> [Problem] Find every line in the records below that holds the word "TransformError", and copy it out.

> [Task inputs]
☆ ☆ ☆

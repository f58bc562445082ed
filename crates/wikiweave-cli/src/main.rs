use anyhow::{Context, Result, bail};
use std::{
    env,
    path::{Path, PathBuf},
    process,
    rc::Rc,
    time::Duration,
};
use wikiweave_config::{Config, ParserConfig};
use wikiweave_engine::{
    ContentFetcher, DirectoryFetcher, MemoryFetcher, ParseContext, ParserSettings, body_html,
    parse_blocking,
};
use wikiweave_syntax::MemoConfig;

fn settings_from(config: &ParserConfig) -> ParserSettings {
    ParserSettings {
        fetch_templates: config.fetch_templates,
        max_retries: config.max_retries,
        fetch_timeout: Duration::from_millis(config.fetch_timeout_ms),
        backoff: Duration::from_millis(config.backoff_ms),
        max_depth: config.max_depth,
        wrap_templates: config.wrap_templates,
        max_pooled_pipelines: config.max_pooled_pipelines,
        memo: MemoConfig {
            max_entries: config.memo_max_entries,
            visit_threshold: config.memo_visit_threshold,
        },
    }
}

/// Templates come from a directory when one is known; otherwise every
/// template is missing.
fn fetcher_for(templates: Option<PathBuf>) -> Result<Rc<dyn ContentFetcher>> {
    match templates {
        Some(dir) => {
            if !dir.is_dir() {
                bail!("templates path '{}' is not a directory", dir.display());
            }
            log::info!("Reading templates from {}", dir.display());
            Ok(Rc::new(DirectoryFetcher::new(dir)))
        }
        None => {
            log::info!("No templates directory configured");
            Ok(Rc::new(MemoryFetcher::new()))
        }
    }
}

fn render(input: &Path, templates: Option<PathBuf>, config: &Config) -> Result<String> {
    let source = std::fs::read_to_string(input)
        .with_context(|| format!("Failed to read {}", input.display()))?;
    let cx = Rc::new(ParseContext::new(
        settings_from(&config.parser),
        fetcher_for(templates)?,
    ));
    let document = parse_blocking(&cx, &config.page_title, &source)
        .with_context(|| format!("Failed to parse {}", input.display()))?;
    Ok(body_html(&document))
}

fn main() -> Result<()> {
    env_logger::Builder::from_default_env()
        .filter_level(log::LevelFilter::Warn)
        .parse_default_env()
        .init();

    let args: Vec<String> = env::args().collect();
    if args.len() < 2 || args.len() > 3 {
        eprintln!("Usage: {} <input.wiki> [templates-dir]", args[0]);
        process::exit(1);
    }

    let config = match Config::load() {
        Ok(config) => config.unwrap_or_default(),
        Err(e) => {
            eprintln!("Error: Failed to load config file: {e}");
            process::exit(1);
        }
    };
    log::debug!("Config path: {}", Config::config_path().display());

    let templates = args
        .get(2)
        .map(PathBuf::from)
        .or_else(|| config.templates_path.clone());
    let html = render(Path::new(&args[1]), templates, &config)?;
    println!("{html}");
    Ok(())
}

#[cfg(test)]
mod tests {
    use super::*;
    use pretty_assertions::assert_eq;
    use tempfile::TempDir;

    #[test]
    fn test_settings_follow_the_config() {
        let config = ParserConfig {
            fetch_timeout_ms: 250,
            max_depth: 7,
            wrap_templates: false,
            memo_max_entries: 0,
            ..ParserConfig::default()
        };
        let settings = settings_from(&config);

        assert_eq!(settings.fetch_timeout, Duration::from_millis(250));
        assert_eq!(settings.max_depth, 7);
        assert!(!settings.wrap_templates);
        assert_eq!(settings.memo.max_entries, 0);
    }

    #[test]
    fn test_default_config_matches_engine_defaults() {
        assert_eq!(
            settings_from(&ParserConfig::default()),
            ParserSettings::default()
        );
    }

    #[test]
    fn test_render_with_template_directory() {
        let dir = TempDir::new().unwrap();
        let templates = dir.path().join("templates");
        std::fs::create_dir_all(templates.join("Template")).unwrap();
        std::fs::write(templates.join("Template").join("Greet.wiki"), "Hi {{{1}}}").unwrap();
        let input = dir.path().join("page.wiki");
        std::fs::write(&input, "{{greet|there}}").unwrap();

        let html = render(&input, Some(templates), &Config::default()).unwrap();
        assert!(html.contains("Hi there"), "{html}");
    }

    #[test]
    fn test_missing_templates_directory_is_an_error() {
        let dir = TempDir::new().unwrap();
        assert!(fetcher_for(Some(dir.path().join("nope"))).is_err());
    }
}
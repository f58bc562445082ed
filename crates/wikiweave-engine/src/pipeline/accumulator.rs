//! Order-restoring joins for asynchronous stages.
//!
//! When a transformer defers a token, the stage inserts a
//! [`TokenAccumulator`] into its output chain. The deferred work (the
//! *child*) writes into one side, the rest of the stream (the *sibling*)
//! into the other. Child tokens pass straight through; sibling tokens wait
//! until the child is done. Chains of accumulators therefore emit tokens in
//! input order no matter which deferred task finishes first.

use std::cell::RefCell;
use std::rc::Rc;

use tokio::sync::mpsc::UnboundedSender;
use wikiweave_syntax::Token;

use crate::error::TransformError;

/// What an asynchronous stage delivers to its consumer.
#[derive(Debug)]
pub enum StageEvent {
    Chunk(Vec<Token>),
    End,
    Failed(TransformError),
}

/// Where a producer writes its tokens.
#[derive(Clone)]
pub enum Downstream {
    /// The stage output.
    Channel(UnboundedSender<StageEvent>),
    /// The child side of an accumulator.
    Child(Rc<RefCell<TokenAccumulator>>),
    /// The sibling side of an accumulator.
    Sibling(Rc<RefCell<TokenAccumulator>>),
}

impl Downstream {
    pub fn send(&self, tokens: Vec<Token>) {
        if tokens.is_empty() {
            return;
        }
        match self {
            // A closed receiver means the consumer already gave up.
            Downstream::Channel(tx) => {
                let _ = tx.send(StageEvent::Chunk(tokens));
            }
            Downstream::Child(acc) => acc.borrow_mut().receive_from_child(tokens),
            Downstream::Sibling(acc) => acc.borrow_mut().receive_from_sibling(tokens),
        }
    }

    /// Signal that this producer is finished.
    pub fn close(self) {
        match self {
            Downstream::Channel(tx) => {
                let _ = tx.send(StageEvent::End);
            }
            Downstream::Child(acc) => acc.borrow_mut().child_done(),
            Downstream::Sibling(acc) => acc.borrow_mut().sibling_done(),
        }
    }
}

pub struct TokenAccumulator {
    downstream: Option<Downstream>,
    child_done: bool,
    sibling_done: bool,
    sibling_buffer: Vec<Token>,
}

impl TokenAccumulator {
    pub fn new(downstream: Downstream) -> Self {
        Self {
            downstream: Some(downstream),
            child_done: false,
            sibling_done: false,
            sibling_buffer: Vec::new(),
        }
    }

    pub fn shared(downstream: Downstream) -> Rc<RefCell<Self>> {
        Rc::new(RefCell::new(Self::new(downstream)))
    }

    pub fn receive_from_child(&mut self, tokens: Vec<Token>) {
        if let Some(downstream) = &self.downstream {
            downstream.send(tokens);
        }
    }

    pub fn child_done(&mut self) {
        self.child_done = true;
        let buffered = std::mem::take(&mut self.sibling_buffer);
        if let Some(downstream) = &self.downstream {
            downstream.send(buffered);
        }
        if self.sibling_done {
            self.close_downstream();
        }
    }

    pub fn receive_from_sibling(&mut self, tokens: Vec<Token>) {
        if self.child_done {
            if let Some(downstream) = &self.downstream {
                downstream.send(tokens);
            }
        } else {
            self.sibling_buffer.extend(tokens);
        }
    }

    pub fn sibling_done(&mut self) {
        self.sibling_done = true;
        if self.child_done {
            self.close_downstream();
        }
    }

    fn close_downstream(&mut self) {
        if let Some(downstream) = self.downstream.take() {
            downstream.close();
        }
    }
}
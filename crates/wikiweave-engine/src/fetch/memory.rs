use std::cell::RefCell;
use std::collections::HashMap;
use std::time::Duration;

use super::{ContentFetcher, FetchError, LocalFuture, PageSource};

/// In-memory pages keyed by canonical name.
///
/// Counts calls per name and can simulate latency and failures, which makes
/// it the fetcher of choice for tests.
#[derive(Debug, Default)]
pub struct MemoryFetcher {
    pages: HashMap<String, String>,
    delays: HashMap<String, Duration>,
    failures: RefCell<HashMap<String, (u32, FetchError)>>,
    calls: RefCell<HashMap<String, usize>>,
}

impl MemoryFetcher {
    pub fn new() -> Self {
        Self::default()
    }

    #[must_use]
    pub fn with_page(mut self, name: &str, source: &str) -> Self {
        self.pages.insert(name.to_string(), source.to_string());
        self
    }

    /// Delay every fetch of `name` by `delay`.
    #[must_use]
    pub fn with_delay(mut self, name: &str, delay: Duration) -> Self {
        self.delays.insert(name.to_string(), delay);
        self
    }

    /// Fail the next `times` fetches of `name` with `error`.
    #[must_use]
    pub fn with_failures(self, name: &str, times: u32, error: FetchError) -> Self {
        self.failures
            .borrow_mut()
            .insert(name.to_string(), (times, error));
        self
    }

    /// Number of fetches issued for `name`.
    pub fn calls(&self, name: &str) -> usize {
        self.calls.borrow().get(name).copied().unwrap_or(0)
    }

    pub fn total_calls(&self) -> usize {
        self.calls.borrow().values().sum()
    }

    fn next_failure(&self, name: &str) -> Option<FetchError> {
        let mut failures = self.failures.borrow_mut();
        let (remaining, error) = failures.get_mut(name)?;
        if *remaining == 0 {
            return None;
        }
        *remaining -= 1;
        Some(error.clone())
    }
}

impl ContentFetcher for MemoryFetcher {
    fn fetch<'a>(
        &'a self,
        name: &'a str,
        revision: Option<u64>,
    ) -> LocalFuture<'a, Result<PageSource, FetchError>> {
        Box::pin(async move {
            *self.calls.borrow_mut().entry(name.to_string()).or_default() += 1;
            if let Some(delay) = self.delays.get(name) {
                tokio::time::sleep(*delay).await;
            }
            if let Some(error) = self.next_failure(name) {
                return Err(error);
            }
            match self.pages.get(name) {
                Some(source) => Ok(PageSource {
                    title: name.to_string(),
                    revision,
                    source: source.clone(),
                }),
                None => Err(FetchError::NotFound(name.to_string())),
            }
        })
    }
}
//! Mid-line constructs: transclusions, links, quotes, tags and text.

use crate::lexer::{self, Atom};
use crate::token::{AttrValue, Attribute, Syntax, Tag, TagName, Token};

use super::attributes::{self, AttrContext};
use super::{Grammar, Stops, nested_content, push_text};
use crate::tokenizer::{NoMatch, Rule};

/// Double-underscore words recognised as behavior switches.
const BEHAVIOR_SWITCHES: &[&str] = &[
    "NOTOC",
    "FORCETOC",
    "TOC",
    "NOEDITSECTION",
    "NEWSECTIONLINK",
    "NONEWSECTIONLINK",
    "NOGALLERY",
    "HIDDENCAT",
    "NOCONTENTCONVERT",
    "NOCC",
    "NOTITLECONVERT",
    "NOTC",
    "INDEX",
    "NOINDEX",
    "STATICREDIRECT",
    "DISAMBIG",
];

/// URL schemes accepted in external links.
const URL_SCHEMES: &[&str] = &[
    "https://", "http://", "ftp://", "irc://", "news:", "mailto:", "//",
];

/// Inline content up to the end of the line, a stop, or the limit.
///
/// When the content is known to run out before its closing syntax, the
/// cursor jumps to the limit; the enclosing construct then fails.
pub(crate) fn inline_line(p: &mut Grammar<'_, '_>, stops: Stops, out: &mut Vec<Token>) {
    let mark = p.scan_mark();
    while !p.at_end() && !p.at_newline() && !stops.hit(p) {
        if p.scan_step(stops) {
            p.pos = p.limit;
            break;
        }
        let before = p.pos;
        if !construct(p, out) {
            literal(p, out);
        }
        debug_assert!(p.pos > before, "inline grammar stalled at {before}");
    }
    if stops.single_line {
        p.scan_done(mark, stops);
    }
}

/// Try the construct that can start at the cursor. Returns false (having
/// consumed nothing) when there is none.
fn construct(p: &mut Grammar<'_, '_>, out: &mut Vec<Token>) -> bool {
    let parsed = match p.peek_atom() {
        Some(Atom::LBrace) if p.at("{{") => p.memoized(Rule::TemplateOrArg, template_or_arg),
        Some(Atom::LBracket) if p.at("[[") => p.memoized(Rule::WikiLink, wikilink),
        Some(Atom::LBracket) => p.memoized(Rule::ExtLink, ext_link),
        Some(Atom::Lt) if p.at("<!--") => Ok(comment(p)),
        Some(Atom::Lt) => p.memoized(Rule::HtmlTag, html_tag),
        Some(Atom::Apostrophe) if p.at("''") => Ok(quote_run(p)),
        Some(Atom::Underscore) if p.at("__") => p.attempt(behavior_switch),
        _ => return false,
    };
    match parsed {
        Ok(tokens) => {
            for token in tokens {
                match token {
                    Token::Text(text) => match text.data.tsr {
                        Some(range) => push_text(out, &text.value, range),
                        None => out.push(Token::Text(text)),
                    },
                    other => out.push(other),
                }
            }
            true
        }
        Err(_) => false,
    }
}

/// A run of prose, or a single character that starts nothing.
fn literal(p: &mut Grammar<'_, '_>, out: &mut Vec<Token>) {
    let start = p.pos;
    let end = lexer::text_run_end(p.slice(0, p.limit), start, p.limit);
    if end > start {
        p.pos = end;
    } else {
        p.bump_char();
    }
    push_text(out, p.slice(start, p.pos), p.range(start, p.pos));
}

fn comment(p: &mut Grammar<'_, '_>) -> Vec<Token> {
    let start = p.pos;
    p.bump(4);
    let body_start = p.pos;
    let (body_end, end) = match p.rest().find("-->") {
        Some(idx) => (p.pos + idx, p.pos + idx + 3),
        None => (p.limit, p.limit),
    };
    p.pos = end;
    vec![Token::comment(
        p.slice(body_start, body_end),
        Some(p.range(start, end)),
    )]
}

/// `{{{` is tried as an argument first, then as a template whose target
/// starts with `{`.
pub(crate) fn template_or_arg(p: &mut Grammar<'_, '_>) -> Result<Vec<Token>, NoMatch> {
    if p.at("{{{") {
        if let Ok(tokens) = p.attempt(template_arg) {
            return Ok(tokens);
        }
    }
    p.attempt(template)
}

fn template(p: &mut Grammar<'_, '_>) -> Result<Vec<Token>, NoMatch> {
    let start = p.pos;
    if !p.at("{{") {
        return Err(p.no_match(Rule::TemplateOrArg));
    }
    p.bump(2);

    let target_start = p.pos;
    let target = nested_content(p, Stops::template());
    let target_end = p.pos;
    let mut attribs = vec![
        Attribute::new(attr_value(target), "").with_offsets(p.offsets([
            target_start,
            target_end,
            target_end,
            target_end,
        ])),
    ];

    while p.at("|") {
        p.bump(1);
        attribs.push(call_param(p, Stops::template()));
    }
    if !p.at("}}") {
        return Err(p.no_match(Rule::TemplateOrArg));
    }
    p.bump(2);

    Ok(vec![call_token(p, TagName::Template, attribs, start)])
}

fn template_arg(p: &mut Grammar<'_, '_>) -> Result<Vec<Token>, NoMatch> {
    let start = p.pos;
    p.bump(3);

    let name_start = p.pos;
    let name = nested_content(p, Stops::tplarg());
    let name_end = p.pos;
    let mut attribs = vec![
        Attribute::new(attr_value(name), "").with_offsets(p.offsets([
            name_start, name_end, name_end, name_end,
        ])),
    ];

    while p.at("|") {
        p.bump(1);
        let value_start = p.pos;
        let value = nested_content(p, Stops::tplarg());
        attribs.push(Attribute::new("", attr_value(value)).with_offsets(p.offsets([
            value_start,
            value_start,
            value_start,
            p.pos,
        ])));
    }
    if !p.at("}}}") {
        return Err(p.no_match(Rule::TemplateOrArg));
    }
    p.bump(3);

    Ok(vec![call_token(p, TagName::TemplateArg, attribs, start)])
}

fn call_token(p: &Grammar<'_, '_>, name: TagName, attribs: Vec<Attribute>, start: usize) -> Token {
    let mut tag = Tag::new(name).with_tsr(Some(p.range(start, p.pos)));
    tag.attribs = attribs;
    tag.data.src = Some(p.slice(start, p.pos).to_string());
    Token::SelfClose(tag)
}

/// `name=value` or a positional `value`.
///
/// Named offsets are `[key_start, key_end, value_start, value_end]`;
/// positional ones have an empty key range at the value start.
fn call_param(p: &mut Grammar<'_, '_>, stops: Stops) -> Attribute {
    let key_start = p.pos;
    let named = p.attempt(|p| {
        let key = nested_content(
            p,
            Stops {
                equals: true,
                ..stops
            },
        );
        if p.at("=") {
            let key_end = p.pos;
            p.bump(1);
            Ok((key, key_end))
        } else {
            Err(p.no_match(Rule::TemplateOrArg))
        }
    });

    match named {
        Ok((key, key_end)) => {
            let value_start = p.pos;
            let value = nested_content(p, stops);
            Attribute::new(attr_value(key), attr_value(value)).with_offsets(p.offsets([
                key_start,
                key_end,
                value_start,
                p.pos,
            ]))
        }
        Err(_) => {
            let value = nested_content(p, stops);
            Attribute::new("", attr_value(value)).with_offsets(p.offsets([
                key_start, key_start, key_start, p.pos,
            ]))
        }
    }
}

/// Plain text collapses to a string; anything else stays tokens.
pub(crate) fn attr_value(tokens: Vec<Token>) -> AttrValue {
    if tokens.iter().all(|t| matches!(t, Token::Text(_))) {
        AttrValue::Str(tokens.iter().filter_map(Token::as_text).collect())
    } else {
        AttrValue::Tokens(tokens)
    }
}

fn wikilink(p: &mut Grammar<'_, '_>) -> Result<Vec<Token>, NoMatch> {
    let start = p.pos;
    p.bump(2);

    let target_start = p.pos;
    let mut target = Vec::new();
    inline_line(
        p,
        Stops {
            link_target: true,
            single_line: true,
            ..Stops::default()
        },
        &mut target,
    );
    let target_end = p.pos;
    if target.is_empty() {
        return Err(p.no_match(Rule::WikiLink));
    }

    let mut tag = Tag::new(TagName::WikiLink);
    tag.attribs.push(
        Attribute::new("href", attr_value(target)).with_offsets(p.offsets([
            target_start,
            target_start,
            target_start,
            target_end,
        ])),
    );

    if p.at("|") {
        p.bump(1);
        let content_start = p.pos;
        let mut content = Vec::new();
        inline_line(
            p,
            Stops {
                wikilink: true,
                single_line: true,
                ..Stops::default()
            },
            &mut content,
        );
        tag.attribs.push(
            Attribute::new("mw:maybeContent", AttrValue::Tokens(content)).with_offsets(
                p.offsets([content_start, content_start, content_start, p.pos]),
            ),
        );
        tag.data.stx = Some(Syntax::Piped);
    } else {
        tag.data.stx = Some(Syntax::Simple);
    }

    if !p.at("]]") {
        return Err(p.no_match(Rule::WikiLink));
    }
    p.bump(2);

    tag.data.tsr = Some(p.range(start, p.pos));
    tag.data.src = Some(p.slice(start, p.pos).to_string());
    Ok(vec![Token::SelfClose(tag)])
}

fn ext_link(p: &mut Grammar<'_, '_>) -> Result<Vec<Token>, NoMatch> {
    let start = p.pos;
    p.bump(1);

    let url_start = p.pos;
    url(p)?;
    let url_end = p.pos;

    let mut content = Vec::new();
    p.skip_spaces();
    let content_start = p.pos;
    inline_line(
        p,
        Stops {
            extlink: true,
            single_line: true,
            ..Stops::default()
        },
        &mut content,
    );
    if !p.at("]") {
        return Err(p.no_match(Rule::ExtLink));
    }
    let content_end = p.pos;
    p.bump(1);

    let mut tag = Tag::new(TagName::ExtLink);
    tag.attribs.push(
        Attribute::new("href", p.slice(url_start, url_end)).with_offsets(p.offsets([
            url_start, url_start, url_start, url_end,
        ])),
    );
    tag.attribs.push(
        Attribute::new("mw:content", AttrValue::Tokens(content)).with_offsets(p.offsets([
            content_start,
            content_start,
            content_start,
            content_end,
        ])),
    );
    tag.data.tsr = Some(p.range(start, p.pos));
    tag.data.src = Some(p.slice(start, p.pos).to_string());
    Ok(vec![Token::SelfClose(tag)])
}

/// A bare URL: a known scheme followed by at least one URL character.
pub(crate) fn url(p: &mut Grammar<'_, '_>) -> Result<(), NoMatch> {
    let Some(scheme) = URL_SCHEMES.iter().find(|s| p.at_ci(s)) else {
        return Err(p.no_match(Rule::Url));
    };
    let start = p.pos;
    p.bump(scheme.len());
    let body_start = p.pos;
    while let Some(c) = p.rest().chars().next() {
        if c.is_whitespace() || matches!(c, '[' | ']' | '<' | '>' | '"' | '{' | '}' | '|') {
            break;
        }
        p.bump_char();
    }
    if p.pos == body_start {
        p.pos = start;
        return Err(p.no_match(Rule::Url));
    }
    Ok(())
}

/// Runs of apostrophes. Two, three and five are quote markers; four is an
/// apostrophe plus bold; more than five keeps only the last five.
fn quote_run(p: &mut Grammar<'_, '_>) -> Vec<Token> {
    let start = p.pos;
    let count = p.rest().bytes().take_while(|b| *b == b'\'').count();
    p.bump(count);

    let mut out = Vec::new();
    let (extra, marker) = match count {
        4 => (1, 3),
        n if n > 5 => (n - 5, 5),
        n => (0, n),
    };
    if extra > 0 {
        push_text(&mut out, &"'".repeat(extra), p.range(start, start + extra));
    }
    let marker_start = start + extra;
    let mut quote = Tag::new(TagName::Quote).with_tsr(Some(p.range(marker_start, p.pos)));
    quote.data.src = Some("'".repeat(marker));
    out.push(Token::SelfClose(quote));
    out
}

fn behavior_switch(p: &mut Grammar<'_, '_>) -> Result<Vec<Token>, NoMatch> {
    let start = p.pos;
    p.bump(2);
    let word_len = p
        .rest()
        .bytes()
        .take_while(|b| b.is_ascii_uppercase())
        .count();
    let word = p.slice(p.pos, p.pos + word_len);
    p.bump(word_len);
    if !BEHAVIOR_SWITCHES.contains(&word) || !p.at("__") {
        return Err(p.no_match(Rule::Inline));
    }
    p.bump(2);

    let mut tag = Tag::new(TagName::BehaviorSwitch)
        .with_attr("magic", word)
        .with_tsr(Some(p.range(start, p.pos)));
    tag.data.src = Some(p.slice(start, p.pos).to_string());
    Ok(vec![Token::SelfClose(tag)])
}

/// `<name attrs>`, `</name>`, `<name/>` and `<nowiki>` sections.
fn html_tag(p: &mut Grammar<'_, '_>) -> Result<Vec<Token>, NoMatch> {
    let start = p.pos;
    p.bump(1);
    let closing = p.at("/");
    if closing {
        p.bump(1);
    }

    let name_len = p
        .rest()
        .bytes()
        .enumerate()
        .take_while(|(i, b)| {
            if *i == 0 {
                b.is_ascii_alphabetic()
            } else {
                b.is_ascii_alphanumeric()
            }
        })
        .count();
    if name_len == 0 {
        return Err(p.no_match(Rule::HtmlTag));
    }
    if p.no_tag_end_ahead() {
        return Err(p.no_match(Rule::HtmlTag));
    }
    let name = p.slice(p.pos, p.pos + name_len).to_ascii_lowercase();
    p.bump(name_len);

    if !closing && name == "nowiki" {
        return nowiki(p, start);
    }

    let attribs = if closing {
        p.skip_spaces();
        Vec::new()
    } else {
        attributes::attribute_list(p, AttrContext::Html)
    };
    p.skip_spaces();
    let self_closing = p.at("/>");
    if self_closing {
        p.bump(2);
    } else if p.at(">") {
        p.bump(1);
    } else {
        return Err(p.no_match(Rule::HtmlTag));
    }

    let mut tag = Tag::element(&name).with_tsr(Some(p.range(start, p.pos)));
    tag.attribs = attribs;
    tag.data.stx = Some(Syntax::Html);
    Ok(vec![if closing {
        Token::TagClose(tag)
    } else if self_closing {
        Token::SelfClose(tag)
    } else {
        Token::TagOpen(tag)
    }])
}

/// Escaped section: the body is a single text token, wrapped in a marker
/// span so the serializer can restore the escaping.
fn nowiki(p: &mut Grammar<'_, '_>, start: usize) -> Result<Vec<Token>, NoMatch> {
    p.skip_spaces();
    let marker = || Tag::element("span").with_attr("typeof", "mw:Nowiki");

    if p.at("/>") {
        p.bump(2);
        let tag = marker().with_tsr(Some(p.range(start, p.pos)));
        return Ok(vec![Token::SelfClose(tag)]);
    }
    if !p.at(">") {
        return Err(p.no_match(Rule::HtmlTag));
    }
    p.bump(1);

    let body_start = p.pos;
    let rest_lower = p.rest().to_ascii_lowercase();
    let Some(idx) = rest_lower.find("</nowiki>") else {
        return Err(p.no_match(Rule::HtmlTag));
    };
    let body_end = body_start + idx;
    let end = body_end + "</nowiki>".len();
    p.pos = end;

    let mut tokens = vec![Token::TagOpen(
        marker().with_tsr(Some(p.range(start, body_start))),
    )];
    if body_end > body_start {
        tokens.push(Token::text(
            p.slice(body_start, body_end),
            Some(p.range(body_start, body_end)),
        ));
    }
    tokens.push(Token::TagClose(
        Tag::element("span").with_tsr(Some(p.range(body_end, end))),
    ));
    Ok(tokens)
}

☆ ☆ ☆

> [Solution]
use crate::error::TransformError;
    Failed(TransformError),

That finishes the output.